use axum::{
    http::StatusCode,
    response::{IntoResponse, Response},
    Json,
};
use serde::Serialize;
use tracing::error;

use crate::error::QuotaError;

/// Error body returned by the API
#[derive(Debug, Serialize)]
pub struct ApiError {
    pub error: String,
    #[serde(skip_serializing_if = "Option::is_none")]
    pub available_bytes: Option<i64>,
    #[serde(skip_serializing_if = "Option::is_none")]
    pub required_bytes: Option<i64>,
}

impl ApiError {
    pub fn new(msg: &str) -> Self {
        Self {
            error: msg.to_string(),
            available_bytes: None,
            required_bytes: None,
        }
    }
}

/// `QuotaExceeded` is the only error whose details reach clients.
impl IntoResponse for QuotaError {
    fn into_response(self) -> Response {
        match self {
            QuotaError::QuotaExceeded {
                available_bytes,
                required_bytes,
                ..
            } => (
                StatusCode::PAYMENT_REQUIRED,
                Json(ApiError {
                    error: "Storage quota exceeded".to_string(),
                    available_bytes: Some(available_bytes),
                    required_bytes: Some(required_bytes),
                }),
            )
                .into_response(),
            other => {
                error!("Request failed: {}", other);
                (
                    StatusCode::INTERNAL_SERVER_ERROR,
                    Json(ApiError::new("Internal server error")),
                )
                    .into_response()
            }
        }
    }
}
——
The response must contain every line from the listing above in which the string "Serialize" appears.

use serde::Serialize;
#[derive(Debug, Serialize)]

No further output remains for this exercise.